▶ **Exercise description**:
Please copy the data shown below, word for word.

Data supplied: Begin

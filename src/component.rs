//! Capability lookup behind the host's `GetComponent(name_and_version)` call.

bitflags::bitflags! {
    /// Optional device components a host may ask a tracked device for.
    #[derive(Debug, Clone, Copy, PartialEq, Eq)]
    #[repr(C)]
    pub struct Capabilities: u32 {
        const DISPLAY        = 1 << 0;
        const DRIVER_INPUT   = 1 << 1;
        const CAMERA         = 1 << 2;
        const VIRTUAL_DISPLAY = 1 << 3;
        const DIRECT_MODE    = 1 << 4;
    }
}

const COMPONENT_NAMES: &[(&str, Capabilities)] = &[
    ("IVRDisplayComponent", Capabilities::DISPLAY),
    ("IVRDriverInput", Capabilities::DRIVER_INPUT),
    ("IVRCameraComponent", Capabilities::CAMERA),
    ("IVRVirtualDisplay", Capabilities::VIRTUAL_DISPLAY),
    ("IVRDriverDirectModeComponent", Capabilities::DIRECT_MODE),
];

impl Capabilities {
    /// Parses a versioned component name such as `IVRDisplayComponent_003`.
    pub fn from_component_name(name_and_version: &str) -> Option<Capabilities> {
        let name = match name_and_version.rsplit_once('_') {
            Some((name, version)) if version.chars().all(|c| c.is_ascii_digit()) => name,
            _ => name_and_version,
        };
        COMPONENT_NAMES
            .iter()
            .find(|(known, _)| *known == name)
            .map(|(_, cap)| *cap)
    }
}

/// Table of the components a device implements.
pub struct ComponentTable {
    supported: Capabilities,
}

impl ComponentTable {
    /// A device that implements no optional component.
    pub const fn none() -> Self {
        Self {
            supported: Capabilities::empty(),
        }
    }

    pub fn supported(&self) -> Capabilities {
        self.supported
    }

    /// Resolves a host component request. `None` means "unsupported".
    pub fn lookup(&self, name_and_version: &str) -> Option<Capabilities> {
        match Capabilities::from_component_name(name_and_version) {
            Some(cap) if self.supported.contains(cap) => Some(cap),
            Some(_) => {
                log::debug!("Component {} not implemented", name_and_version);
                None
            }
            None => {
                log::debug!("Unknown component request {}", name_and_version);
                None
            }
        }
    }
}

impl Default for ComponentTable {
    fn default() -> Self {
        Self::none()
    }
}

Data supplied: End

▶ **Written response**:
filename src/component.rs
//! Capability lookup behind the host's `GetComponent(name_and_version)` call.

bitflags::bitflags! {
    /// Optional device components a host may ask a tracked device for.
    #[derive(Debug, Clone, Copy, PartialEq, Eq)]
    #[repr(C)]
    pub struct Capabilities: u32 {
        const DISPLAY        = 1 << 0;
        const DRIVER_INPUT   = 1 << 1;
        const CAMERA         = 1 << 2;
        const VIRTUAL_DISPLAY = 1 << 3;
        const DIRECT_MODE    = 1 << 4;
    }
}

const COMPONENT_NAMES: &[(&str, Capabilities)] = &[
    ("IVRDisplayComponent", Capabilities::DISPLAY),
    ("IVRDriverInput", Capabilities::DRIVER_INPUT),
    ("IVRCameraComponent", Capabilities::CAMERA),
    ("IVRVirtualDisplay", Capabilities::VIRTUAL_DISPLAY),
    ("IVRDriverDirectModeComponent", Capabilities::DIRECT_MODE),
];

impl Capabilities {
    /// Parses a versioned component name such as `IVRDisplayComponent_003`.
    pub fn from_component_name(name_and_version: &str) -> Option<Capabilities> {
        let name = match name_and_version.rsplit_once('_') {
            Some((name, version)) if version.chars().all(|c| c.is_ascii_digit()) => name,
            _ => name_and_version,
        };
        COMPONENT_NAMES
            .iter()
            .find(|(known, _)| *known == name)
            .map(|(_, cap)| *cap)
    }
}

/// Table of the components a device implements.
pub struct ComponentTable {
    supported: Capabilities,
}

impl ComponentTable {
    /// A device that implements no optional component.
    pub const fn none() -> Self {
        Self {
            supported: Capabilities::empty(),
        }
    }

    pub fn supported(&self) -> Capabilities {
        self.supported
    }

    /// Resolves a host component request. `None` means "unsupported".
    pub fn lookup(&self, name_and_version: &str) -> Option<Capabilities> {
        match Capabilities::from_component_name(name_and_version) {
            Some(cap) if self.supported.contains(cap) => Some(cap),
            Some(_) => {
                log::debug!("Component {} not implemented", name_and_version);
                None
            }
            None => {
                log::debug!("Unknown component request {}", name_and_version);
                None
            }
        }
    }
}

impl Default for ComponentTable {
    fn default() -> Self {
        Self::none()
    }
}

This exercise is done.